__What you are asked to do__:
Copy the entries character for character.

[Stored records]
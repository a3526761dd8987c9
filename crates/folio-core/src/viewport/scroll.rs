//! Scroll offset tracking
//!
//! Derives the header's "scrolled" flag and the scroll direction from raw
//! offsets. Only the latest offset matters for the flag, so replaying the
//! same offset is a no-op.

use serde::{Deserialize, Serialize};

use crate::types::ScrollDirection;

/// Snapshot of the page's vertical scroll position
#[derive(Debug, Clone, Copy, PartialEq, Default, Serialize, Deserialize)]
pub struct ScrollState {
    /// Current offset from the top, never negative
    pub offset_y: f64,
    /// Direction of the last non-zero movement
    pub direction: ScrollDirection,
    /// Whether `offset_y` is past the configured threshold
    pub scrolled_past_threshold: bool,
}

/// Tracks scroll offsets as they arrive
#[derive(Debug, Clone)]
pub struct ScrollTracker {
    threshold: f64,
    state: ScrollState,
}

impl ScrollTracker {
    pub fn new(threshold: f64) -> Self {
        Self {
            threshold,
            state: ScrollState::default(),
        }
    }

    /// Feed a new offset. Returns the signed delta from the previous offset;
    /// a non-finite sample is dropped and yields zero.
    pub fn on_scroll(&mut self, offset_y: f64) -> f64 {
        if !offset_y.is_finite() {
            return 0.0;
        }
        // Overscroll bounce can report negative offsets
        let offset_y = offset_y.max(0.0);
        let delta = offset_y - self.state.offset_y;

        if delta > 0.0 {
            self.state.direction = ScrollDirection::Down;
        } else if delta < 0.0 {
            self.state.direction = ScrollDirection::Up;
        }

        self.state.offset_y = offset_y;
        self.state.scrolled_past_threshold = offset_y > self.threshold;
        delta
    }

    pub fn state(&self) -> ScrollState {
        self.state
    }

    pub fn is_scrolled(&self) -> bool {
        self.state.scrolled_past_threshold
    }

    pub fn threshold(&self) -> f64 {
        self.threshold
    }
}

#[cfg(test)]
mod tests {
    use super::*;

    #[test]
    fn starts_at_top() {
        let tracker = ScrollTracker::new(20.0);
        assert_eq!(tracker.state().offset_y, 0.0);
        assert!(!tracker.is_scrolled());
    }

    #[test]
    fn threshold_is_strict() {
        let mut tracker = ScrollTracker::new(20.0);
        tracker.on_scroll(20.0);
        assert!(!tracker.is_scrolled());
        tracker.on_scroll(20.5);
        assert!(tracker.is_scrolled());
        tracker.on_scroll(3.0);
        assert!(!tracker.is_scrolled());
    }

    #[test]
    fn direction_follows_last_nonzero_delta() {
        let mut tracker = ScrollTracker::new(20.0);
        tracker.on_scroll(100.0);
        assert_eq!(tracker.state().direction, ScrollDirection::Down);
        tracker.on_scroll(40.0);
        assert_eq!(tracker.state().direction, ScrollDirection::Up);
        // Same offset again keeps the direction
        assert_eq!(tracker.on_scroll(40.0), 0.0);
        assert_eq!(tracker.state().direction, ScrollDirection::Up);
    }

    #[test]
    fn negative_offsets_clamp_to_zero() {
        let mut tracker = ScrollTracker::new(20.0);
        tracker.on_scroll(50.0);
        let delta = tracker.on_scroll(-12.0);
        assert_eq!(delta, -50.0);
        assert_eq!(tracker.state().offset_y, 0.0);
        assert!(!tracker.is_scrolled());
    }

    #[test]
    fn non_finite_offsets_are_dropped() {
        let mut tracker = ScrollTracker::new(20.0);
        tracker.on_scroll(500.0);
        assert_eq!(tracker.on_scroll(f64::NAN), 0.0);
        assert_eq!(tracker.on_scroll(f64::INFINITY), 0.0);
        let state = tracker.state();
        assert_eq!(state.offset_y, 500.0);
        assert_eq!(state.direction, ScrollDirection::Down);
        assert!(tracker.is_scrolled());
    }
}
//! Typewriter effect for the hero subtitle
//!
//! Types a phrase one character at a time, holds it, then erases back to
//! the prefix it shares with the next phrase and types the remainder.
//! Cycles forever. Time is supplied by the caller.

use std::time::Duration;

use crate::config::HeroConfig;

#[derive(Debug, Clone, Copy, PartialEq, Eq)]
pub enum TypewriterPhase {
    Typing,
    Holding,
    Deleting,
}

#[derive(Debug, Clone)]
pub struct Typewriter {
    phrases: Vec<Vec<char>>,
    index: usize,
    shown: usize,
    phase: TypewriterPhase,
    elapsed: Duration,
    type_interval: Duration,
    delete_interval: Duration,
    hold: Duration,
}

impl Typewriter {
    pub fn new(phrases: &[String], config: &HeroConfig) -> Self {
        let mut list: Vec<Vec<char>> = Vec::with_capacity(phrases.len());
        for phrase in phrases {
            let chars: Vec<char> = phrase.chars().collect();
            if list.last() != Some(&chars) {
                list.push(chars);
            }
        }
        // Wrapping from last to first must also change the text
        while list.len() > 1 && list.first() == list.last() {
            list.pop();
        }

        let min = Duration::from_millis(1);
        Self {
            phrases: list,
            index: 0,
            shown: 0,
            phase: TypewriterPhase::Typing,
            elapsed: Duration::ZERO,
            type_interval: Duration::from_millis(config.type_interval_ms).max(min),
            delete_interval: Duration::from_millis(config.delete_interval_ms).max(min),
            hold: Duration::from_millis(config.hold_ms),
        }
    }

    /// Currently visible text
    pub fn text(&self) -> String {
        self.phrases
            .get(self.index)
            .map(|p| p[..self.shown].iter().collect())
            .unwrap_or_default()
    }

    pub fn phase(&self) -> TypewriterPhase {
        self.phase
    }

    /// Index of the phrase being typed or erased
    pub fn phrase_index(&self) -> usize {
        self.index
    }

    /// Advance the animation clock
    pub fn advance(&mut self, dt: Duration) {
        if self.phrases.is_empty() {
            return;
        }
        self.elapsed += dt;

        loop {
            let current_len = self.phrases[self.index].len();
            match self.phase {
                TypewriterPhase::Typing => {
                    if self.shown >= current_len {
                        self.phase = TypewriterPhase::Holding;
                        continue;
                    }
                    if self.elapsed < self.type_interval {
                        break;
                    }
                    self.elapsed -= self.type_interval;
                    self.shown += 1;
                }
                TypewriterPhase::Holding => {
                    if self.phrases.len() == 1 || self.elapsed < self.hold {
                        break;
                    }
                    self.elapsed -= self.hold;
                    self.phase = TypewriterPhase::Deleting;
                }
                TypewriterPhase::Deleting => {
                    let next = (self.index + 1) % self.phrases.len();
                    let keep = common_prefix(&self.phrases[self.index], &self.phrases[next]);
                    if self.shown <= keep {
                        self.index = next;
                        self.shown = keep;
                        self.phase = TypewriterPhase::Typing;
                        continue;
                    }
                    if self.elapsed < self.delete_interval {
                        break;
                    }
                    self.elapsed -= self.delete_interval;
                    self.shown -= 1;
                }
            }
        }

        if self.phase == TypewriterPhase::Holding && self.phrases.len() == 1 {
            // Nothing will ever consume the clock
            self.elapsed = Duration::ZERO;
        }
    }
}

fn common_prefix(a: &[char], b: &[char]) -> usize {
    a.iter().zip(b).take_while(|(x, y)| x == y).count()
}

__Answer space__:
repository a3526761dd8987c9
filename crates/folio-core/src/viewport/scroll.rs
//! Scroll offset tracking
//!
//! Derives the header's "scrolled" flag and the scroll direction from raw
//! offsets. Only the latest offset matters for the flag, so replaying the
//! same offset is a no-op.

use serde::{Deserialize, Serialize};

use crate::types::ScrollDirection;

/// Snapshot of the page's vertical scroll position
#[derive(Debug, Clone, Copy, PartialEq, Default, Serialize, Deserialize)]
pub struct ScrollState {
    /// Current offset from the top, never negative
    pub offset_y: f64,
    /// Direction of the last non-zero movement
    pub direction: ScrollDirection,
    /// Whether `offset_y` is past the configured threshold
    pub scrolled_past_threshold: bool,
}

/// Tracks scroll offsets as they arrive
#[derive(Debug, Clone)]
pub struct ScrollTracker {
    threshold: f64,
    state: ScrollState,
}

impl ScrollTracker {
    pub fn new(threshold: f64) -> Self {
        Self {
            threshold,
            state: ScrollState::default(),
        }
    }

    /// Feed a new offset. Returns the signed delta from the previous offset;
    /// a non-finite sample is dropped and yields zero.
    pub fn on_scroll(&mut self, offset_y: f64) -> f64 {
        if !offset_y.is_finite() {
            return 0.0;
        }
        // Overscroll bounce can report negative offsets
        let offset_y = offset_y.max(0.0);
        let delta = offset_y - self.state.offset_y;

        if delta > 0.0 {
            self.state.direction = ScrollDirection::Down;
        } else if delta < 0.0 {
            self.state.direction = ScrollDirection::Up;
        }

        self.state.offset_y = offset_y;
        self.state.scrolled_past_threshold = offset_y > self.threshold;
        delta
    }

    pub fn state(&self) -> ScrollState {
        self.state
    }

    pub fn is_scrolled(&self) -> bool {
        self.state.scrolled_past_threshold
    }

    pub fn threshold(&self) -> f64 {
        self.threshold
    }
}

#[cfg(test)]
mod tests {
    use super::*;

    #[test]
    fn starts_at_top() {
        let tracker = ScrollTracker::new(20.0);
        assert_eq!(tracker.state().offset_y, 0.0);
        assert!(!tracker.is_scrolled());
    }

    #[test]
    fn threshold_is_strict() {
        let mut tracker = ScrollTracker::new(20.0);
        tracker.on_scroll(20.0);
        assert!(!tracker.is_scrolled());
        tracker.on_scroll(20.5);
        assert!(tracker.is_scrolled());
        tracker.on_scroll(3.0);
        assert!(!tracker.is_scrolled());
    }

    #[test]
    fn direction_follows_last_nonzero_delta() {
        let mut tracker = ScrollTracker::new(20.0);
        tracker.on_scroll(100.0);
        assert_eq!(tracker.state().direction, ScrollDirection::Down);
        tracker.on_scroll(40.0);
        assert_eq!(tracker.state().direction, ScrollDirection::Up);
        // Same offset again keeps the direction
        assert_eq!(tracker.on_scroll(40.0), 0.0);
        assert_eq!(tracker.state().direction, ScrollDirection::Up);
    }

    #[test]
    fn negative_offsets_clamp_to_zero() {
        let mut tracker = ScrollTracker::new(20.0);
        tracker.on_scroll(50.0);
        let delta = tracker.on_scroll(-12.0);
        assert_eq!(delta, -50.0);
        assert_eq!(tracker.state().offset_y, 0.0);
        assert!(!tracker.is_scrolled());
    }

    #[test]
    fn non_finite_offsets_are_dropped() {
        let mut tracker = ScrollTracker::new(20.0);
        tracker.on_scroll(500.0);
        assert_eq!(tracker.on_scroll(f64::NAN), 0.0);
        assert_eq!(tracker.on_scroll(f64::INFINITY), 0.0);
        let state = tracker.state();
        assert_eq!(state.offset_y, 500.0);
        assert_eq!(state.direction, ScrollDirection::Down);
        assert!(tracker.is_scrolled());
    }
}
//! Typewriter effect for the hero subtitle
//!
//! Types a phrase one character at a time, holds it, then erases back to
//! the prefix it shares with the next phrase and types the remainder.
//! Cycles forever. Time is supplied by the caller.

use std::time::Duration;

use crate::config::HeroConfig;

#[derive(Debug, Clone, Copy, PartialEq, Eq)]
pub enum TypewriterPhase {
    Typing,
    Holding,
    Deleting,
}

#[derive(Debug, Clone)]
pub struct Typewriter {
    phrases: Vec<Vec<char>>,
    index: usize,
    shown: usize,
    phase: TypewriterPhase,
    elapsed: Duration,
    type_interval: Duration,
    delete_interval: Duration,
    hold: Duration,
}

impl Typewriter {
    pub fn new(phrases: &[String], config: &HeroConfig) -> Self {
        let mut list: Vec<Vec<char>> = Vec::with_capacity(phrases.len());
        for phrase in phrases {
            let chars: Vec<char> = phrase.chars().collect();
            if list.last() != Some(&chars) {
                list.push(chars);
            }
        }
        // Wrapping from last to first must also change the text
        while list.len() > 1 && list.first() == list.last() {
            list.pop();
        }

        let min = Duration::from_millis(1);
        Self {
            phrases: list,
            index: 0,
            shown: 0,
            phase: TypewriterPhase::Typing,
            elapsed: Duration::ZERO,
            type_interval: Duration::from_millis(config.type_interval_ms).max(min),
            delete_interval: Duration::from_millis(config.delete_interval_ms).max(min),
            hold: Duration::from_millis(config.hold_ms),
        }
    }

    /// Currently visible text
    pub fn text(&self) -> String {
        self.phrases
            .get(self.index)
            .map(|p| p[..self.shown].iter().collect())
            .unwrap_or_default()
    }

    pub fn phase(&self) -> TypewriterPhase {
        self.phase
    }

    /// Index of the phrase being typed or erased
    pub fn phrase_index(&self) -> usize {
        self.index
    }

    /// Advance the animation clock
    pub fn advance(&mut self, dt: Duration) {
        if self.phrases.is_empty() {
            return;
        }
        self.elapsed += dt;

        loop {
            let current_len = self.phrases[self.index].len();
            match self.phase {
                TypewriterPhase::Typing => {
                    if self.shown >= current_len {
                        self.phase = TypewriterPhase::Holding;
                        continue;
                    }
                    if self.elapsed < self.type_interval {
                        break;
                    }
                    self.elapsed -= self.type_interval;
                    self.shown += 1;
                }
                TypewriterPhase::Holding => {
                    if self.phrases.len() == 1 || self.elapsed < self.hold {
                        break;
                    }
                    self.elapsed -= self.hold;
                    self.phase = TypewriterPhase::Deleting;
                }
                TypewriterPhase::Deleting => {
                    let next = (self.index + 1) % self.phrases.len();
                    let keep = common_prefix(&self.phrases[self.index], &self.phrases[next]);
                    if self.shown <= keep {
                        self.index = next;
                        self.shown = keep;
                        self.phase = TypewriterPhase::Typing;
                        continue;
                    }
                    if self.elapsed < self.delete_interval {
                        break;
                    }
                    self.elapsed -= self.delete_interval;
                    self.shown -= 1;
                }
            }
        }

        if self.phase == TypewriterPhase::Holding && self.phrases.len() == 1 {
            // Nothing will ever consume the clock
            self.elapsed = Duration::ZERO;
        }
    }
}

fn common_prefix(a: &[char], b: &[char]) -> usize {
    a.iter().zip(b).take_while(|(x, y)| x == y).count()
}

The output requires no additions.